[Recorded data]
⟨

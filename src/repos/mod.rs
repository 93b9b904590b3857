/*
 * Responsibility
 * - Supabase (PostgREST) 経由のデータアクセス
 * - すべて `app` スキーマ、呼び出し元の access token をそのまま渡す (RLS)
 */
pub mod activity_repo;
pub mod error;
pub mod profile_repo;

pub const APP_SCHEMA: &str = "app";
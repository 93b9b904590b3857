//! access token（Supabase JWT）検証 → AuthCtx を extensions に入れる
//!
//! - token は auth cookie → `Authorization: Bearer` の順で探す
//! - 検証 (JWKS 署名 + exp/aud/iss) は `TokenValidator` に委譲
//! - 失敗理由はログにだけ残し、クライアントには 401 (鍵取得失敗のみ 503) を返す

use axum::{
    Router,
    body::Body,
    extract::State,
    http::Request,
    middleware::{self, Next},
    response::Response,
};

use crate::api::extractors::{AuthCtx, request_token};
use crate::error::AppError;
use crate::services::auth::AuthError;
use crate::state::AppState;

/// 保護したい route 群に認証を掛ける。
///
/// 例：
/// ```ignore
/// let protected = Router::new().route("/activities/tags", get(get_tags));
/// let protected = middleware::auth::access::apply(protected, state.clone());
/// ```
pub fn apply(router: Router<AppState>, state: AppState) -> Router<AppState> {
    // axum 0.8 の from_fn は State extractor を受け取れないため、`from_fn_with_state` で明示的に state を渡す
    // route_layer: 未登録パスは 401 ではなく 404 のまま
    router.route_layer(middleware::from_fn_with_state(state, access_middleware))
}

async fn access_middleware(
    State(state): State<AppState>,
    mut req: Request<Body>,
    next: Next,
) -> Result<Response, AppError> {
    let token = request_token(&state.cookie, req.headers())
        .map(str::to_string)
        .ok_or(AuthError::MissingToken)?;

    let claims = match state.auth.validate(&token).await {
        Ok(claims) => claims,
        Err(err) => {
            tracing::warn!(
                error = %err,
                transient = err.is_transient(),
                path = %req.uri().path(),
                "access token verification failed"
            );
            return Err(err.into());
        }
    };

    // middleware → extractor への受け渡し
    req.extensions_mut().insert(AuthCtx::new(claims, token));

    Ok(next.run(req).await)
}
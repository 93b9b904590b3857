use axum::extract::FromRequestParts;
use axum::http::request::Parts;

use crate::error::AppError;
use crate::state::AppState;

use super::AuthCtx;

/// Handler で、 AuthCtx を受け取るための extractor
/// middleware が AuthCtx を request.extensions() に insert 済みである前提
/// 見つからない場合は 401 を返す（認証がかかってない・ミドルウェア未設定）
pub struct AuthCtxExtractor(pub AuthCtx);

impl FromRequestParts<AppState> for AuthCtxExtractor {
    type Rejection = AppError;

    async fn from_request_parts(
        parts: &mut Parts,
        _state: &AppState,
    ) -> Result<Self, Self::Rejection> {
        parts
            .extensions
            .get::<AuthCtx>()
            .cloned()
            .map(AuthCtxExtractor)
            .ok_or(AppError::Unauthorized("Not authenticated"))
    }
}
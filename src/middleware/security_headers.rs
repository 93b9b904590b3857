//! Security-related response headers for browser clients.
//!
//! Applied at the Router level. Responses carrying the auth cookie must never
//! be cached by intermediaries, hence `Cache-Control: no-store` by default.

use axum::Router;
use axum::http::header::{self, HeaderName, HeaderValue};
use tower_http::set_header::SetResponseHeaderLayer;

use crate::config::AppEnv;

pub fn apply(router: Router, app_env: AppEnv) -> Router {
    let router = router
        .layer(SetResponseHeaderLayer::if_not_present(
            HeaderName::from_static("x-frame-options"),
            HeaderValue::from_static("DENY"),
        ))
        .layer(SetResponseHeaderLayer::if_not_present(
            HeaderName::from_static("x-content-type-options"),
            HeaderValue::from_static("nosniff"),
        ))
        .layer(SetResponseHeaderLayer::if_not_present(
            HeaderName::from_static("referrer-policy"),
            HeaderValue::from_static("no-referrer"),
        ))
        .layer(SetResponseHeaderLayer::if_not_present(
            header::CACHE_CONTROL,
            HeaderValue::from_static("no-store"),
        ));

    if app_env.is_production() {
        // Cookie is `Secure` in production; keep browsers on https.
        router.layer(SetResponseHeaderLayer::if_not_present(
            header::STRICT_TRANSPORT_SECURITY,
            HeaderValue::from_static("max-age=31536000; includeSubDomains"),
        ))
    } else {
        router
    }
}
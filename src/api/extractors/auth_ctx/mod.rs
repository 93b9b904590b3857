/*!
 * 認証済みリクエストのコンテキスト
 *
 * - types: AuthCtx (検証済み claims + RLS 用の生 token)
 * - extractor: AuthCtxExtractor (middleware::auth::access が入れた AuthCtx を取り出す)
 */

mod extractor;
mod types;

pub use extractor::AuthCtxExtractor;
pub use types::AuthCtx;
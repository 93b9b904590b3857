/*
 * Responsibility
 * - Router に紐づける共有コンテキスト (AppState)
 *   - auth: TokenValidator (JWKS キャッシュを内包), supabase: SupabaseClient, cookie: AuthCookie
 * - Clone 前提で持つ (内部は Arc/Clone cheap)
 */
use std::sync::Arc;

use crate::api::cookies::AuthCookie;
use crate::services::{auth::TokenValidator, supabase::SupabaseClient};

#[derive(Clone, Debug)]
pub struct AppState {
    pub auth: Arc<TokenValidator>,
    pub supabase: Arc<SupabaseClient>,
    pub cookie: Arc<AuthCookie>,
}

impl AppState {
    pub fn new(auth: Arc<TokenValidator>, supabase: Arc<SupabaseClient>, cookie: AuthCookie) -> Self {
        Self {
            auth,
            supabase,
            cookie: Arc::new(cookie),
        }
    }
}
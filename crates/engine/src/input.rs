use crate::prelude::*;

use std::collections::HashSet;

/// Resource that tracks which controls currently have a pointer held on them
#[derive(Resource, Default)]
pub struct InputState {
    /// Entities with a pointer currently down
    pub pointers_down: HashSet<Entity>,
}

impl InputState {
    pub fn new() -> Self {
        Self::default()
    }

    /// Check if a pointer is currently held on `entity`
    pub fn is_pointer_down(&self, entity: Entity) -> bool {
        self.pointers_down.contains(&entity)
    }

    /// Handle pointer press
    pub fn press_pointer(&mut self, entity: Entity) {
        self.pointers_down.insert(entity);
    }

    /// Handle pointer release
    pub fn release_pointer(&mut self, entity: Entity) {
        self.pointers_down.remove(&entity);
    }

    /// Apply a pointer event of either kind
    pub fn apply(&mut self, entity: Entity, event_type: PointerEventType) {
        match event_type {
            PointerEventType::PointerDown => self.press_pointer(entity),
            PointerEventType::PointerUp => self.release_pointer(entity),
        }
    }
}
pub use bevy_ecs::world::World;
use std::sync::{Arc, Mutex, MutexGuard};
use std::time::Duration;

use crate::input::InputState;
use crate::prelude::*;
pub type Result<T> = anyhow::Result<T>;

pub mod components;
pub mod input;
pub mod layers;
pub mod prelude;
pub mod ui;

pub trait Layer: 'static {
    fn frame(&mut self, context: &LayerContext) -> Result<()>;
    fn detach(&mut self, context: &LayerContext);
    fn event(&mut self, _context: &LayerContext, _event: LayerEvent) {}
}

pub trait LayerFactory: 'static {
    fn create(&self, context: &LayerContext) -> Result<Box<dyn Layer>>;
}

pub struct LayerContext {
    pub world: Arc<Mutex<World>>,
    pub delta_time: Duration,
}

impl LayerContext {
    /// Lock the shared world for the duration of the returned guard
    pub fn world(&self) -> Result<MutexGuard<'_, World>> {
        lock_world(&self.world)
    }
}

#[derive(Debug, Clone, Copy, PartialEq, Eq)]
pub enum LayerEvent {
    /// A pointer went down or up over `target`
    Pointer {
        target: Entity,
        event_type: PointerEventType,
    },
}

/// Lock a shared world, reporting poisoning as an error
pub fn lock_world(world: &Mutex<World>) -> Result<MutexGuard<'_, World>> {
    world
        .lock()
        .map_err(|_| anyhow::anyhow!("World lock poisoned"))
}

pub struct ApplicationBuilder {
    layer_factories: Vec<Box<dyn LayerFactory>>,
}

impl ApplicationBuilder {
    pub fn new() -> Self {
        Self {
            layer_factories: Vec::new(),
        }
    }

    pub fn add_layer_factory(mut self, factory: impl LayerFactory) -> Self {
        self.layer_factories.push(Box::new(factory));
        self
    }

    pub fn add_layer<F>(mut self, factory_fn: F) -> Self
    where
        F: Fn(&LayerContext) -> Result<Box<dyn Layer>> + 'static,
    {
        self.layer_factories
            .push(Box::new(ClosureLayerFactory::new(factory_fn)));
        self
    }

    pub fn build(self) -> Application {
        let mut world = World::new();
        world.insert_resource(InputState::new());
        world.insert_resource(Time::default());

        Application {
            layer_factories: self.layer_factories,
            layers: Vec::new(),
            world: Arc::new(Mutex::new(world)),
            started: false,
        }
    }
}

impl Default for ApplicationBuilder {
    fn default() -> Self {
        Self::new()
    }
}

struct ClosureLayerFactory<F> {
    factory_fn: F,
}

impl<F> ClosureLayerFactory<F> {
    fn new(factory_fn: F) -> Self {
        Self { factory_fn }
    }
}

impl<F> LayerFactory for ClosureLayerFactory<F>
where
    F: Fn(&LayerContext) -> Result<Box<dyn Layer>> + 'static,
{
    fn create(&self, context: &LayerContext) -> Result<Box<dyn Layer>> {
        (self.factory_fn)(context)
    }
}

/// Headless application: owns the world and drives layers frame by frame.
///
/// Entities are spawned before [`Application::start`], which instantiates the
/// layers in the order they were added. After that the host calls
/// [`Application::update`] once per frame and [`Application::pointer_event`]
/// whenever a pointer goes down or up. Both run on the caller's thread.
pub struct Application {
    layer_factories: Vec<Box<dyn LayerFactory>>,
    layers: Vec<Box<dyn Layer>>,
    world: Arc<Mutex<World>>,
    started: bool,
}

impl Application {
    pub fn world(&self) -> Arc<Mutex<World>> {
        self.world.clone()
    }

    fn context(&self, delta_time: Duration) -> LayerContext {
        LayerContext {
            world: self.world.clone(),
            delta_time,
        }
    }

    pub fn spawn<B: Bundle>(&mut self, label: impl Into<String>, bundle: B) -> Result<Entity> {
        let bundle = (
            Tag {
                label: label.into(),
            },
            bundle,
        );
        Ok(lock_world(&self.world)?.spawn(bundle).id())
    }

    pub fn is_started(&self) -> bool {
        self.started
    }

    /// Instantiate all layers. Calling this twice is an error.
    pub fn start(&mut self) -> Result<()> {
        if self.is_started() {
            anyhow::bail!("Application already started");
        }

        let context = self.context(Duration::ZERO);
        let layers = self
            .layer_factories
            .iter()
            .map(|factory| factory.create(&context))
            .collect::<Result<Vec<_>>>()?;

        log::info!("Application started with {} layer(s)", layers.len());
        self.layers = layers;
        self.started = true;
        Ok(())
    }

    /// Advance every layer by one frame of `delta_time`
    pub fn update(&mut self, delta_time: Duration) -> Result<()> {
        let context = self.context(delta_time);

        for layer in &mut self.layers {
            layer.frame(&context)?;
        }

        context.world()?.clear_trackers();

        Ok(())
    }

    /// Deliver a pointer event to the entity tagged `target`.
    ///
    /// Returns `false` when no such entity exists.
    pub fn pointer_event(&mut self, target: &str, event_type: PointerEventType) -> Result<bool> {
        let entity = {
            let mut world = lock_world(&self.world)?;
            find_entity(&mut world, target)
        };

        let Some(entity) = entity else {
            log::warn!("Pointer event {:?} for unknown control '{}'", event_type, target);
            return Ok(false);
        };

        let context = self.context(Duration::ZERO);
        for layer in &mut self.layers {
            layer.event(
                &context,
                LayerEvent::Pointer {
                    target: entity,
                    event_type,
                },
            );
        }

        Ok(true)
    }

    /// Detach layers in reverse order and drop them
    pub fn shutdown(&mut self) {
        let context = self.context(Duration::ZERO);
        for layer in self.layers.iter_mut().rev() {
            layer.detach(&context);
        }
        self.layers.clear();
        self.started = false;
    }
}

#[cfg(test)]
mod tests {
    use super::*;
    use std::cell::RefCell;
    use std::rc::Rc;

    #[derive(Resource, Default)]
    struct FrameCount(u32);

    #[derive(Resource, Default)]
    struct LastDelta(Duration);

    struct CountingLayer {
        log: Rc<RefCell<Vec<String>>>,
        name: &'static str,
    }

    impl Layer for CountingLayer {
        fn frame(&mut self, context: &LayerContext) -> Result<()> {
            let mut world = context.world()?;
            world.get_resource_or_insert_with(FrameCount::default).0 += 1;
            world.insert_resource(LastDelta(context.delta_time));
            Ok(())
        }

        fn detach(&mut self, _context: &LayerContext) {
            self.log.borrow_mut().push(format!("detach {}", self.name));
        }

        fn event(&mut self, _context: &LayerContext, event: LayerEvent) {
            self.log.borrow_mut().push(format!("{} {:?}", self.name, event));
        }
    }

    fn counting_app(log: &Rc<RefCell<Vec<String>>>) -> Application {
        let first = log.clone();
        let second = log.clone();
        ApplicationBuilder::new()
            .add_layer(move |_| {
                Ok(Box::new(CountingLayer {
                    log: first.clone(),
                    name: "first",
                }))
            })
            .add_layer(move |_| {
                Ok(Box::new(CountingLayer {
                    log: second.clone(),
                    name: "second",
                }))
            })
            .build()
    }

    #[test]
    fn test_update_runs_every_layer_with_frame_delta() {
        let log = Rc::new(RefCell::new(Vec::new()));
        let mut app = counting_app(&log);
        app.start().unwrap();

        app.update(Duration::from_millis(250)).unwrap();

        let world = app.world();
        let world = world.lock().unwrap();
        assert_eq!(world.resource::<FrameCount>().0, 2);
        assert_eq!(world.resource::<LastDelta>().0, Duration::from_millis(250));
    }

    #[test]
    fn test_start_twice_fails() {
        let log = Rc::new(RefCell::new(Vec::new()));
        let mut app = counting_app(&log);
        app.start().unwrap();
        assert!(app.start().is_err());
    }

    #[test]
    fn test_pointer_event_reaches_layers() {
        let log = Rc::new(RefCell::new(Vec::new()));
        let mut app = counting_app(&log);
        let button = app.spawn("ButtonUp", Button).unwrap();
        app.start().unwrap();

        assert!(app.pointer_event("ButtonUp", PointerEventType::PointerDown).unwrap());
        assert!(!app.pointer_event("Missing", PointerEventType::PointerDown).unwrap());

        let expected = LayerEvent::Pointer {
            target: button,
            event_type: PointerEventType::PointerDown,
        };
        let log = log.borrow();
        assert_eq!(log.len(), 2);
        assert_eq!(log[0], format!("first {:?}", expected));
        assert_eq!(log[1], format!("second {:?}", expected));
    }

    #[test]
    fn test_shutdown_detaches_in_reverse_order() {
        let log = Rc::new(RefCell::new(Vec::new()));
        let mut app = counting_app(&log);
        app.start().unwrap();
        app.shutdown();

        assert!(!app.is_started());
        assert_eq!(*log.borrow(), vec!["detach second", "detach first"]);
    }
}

⟩

*Directions:* Where a line of the data holds "Entities", show that line.

*Response to this exercise:*
    /// Entities with a pointer currently down
/// Entities are spawned before [`Application::start`], which instantiates the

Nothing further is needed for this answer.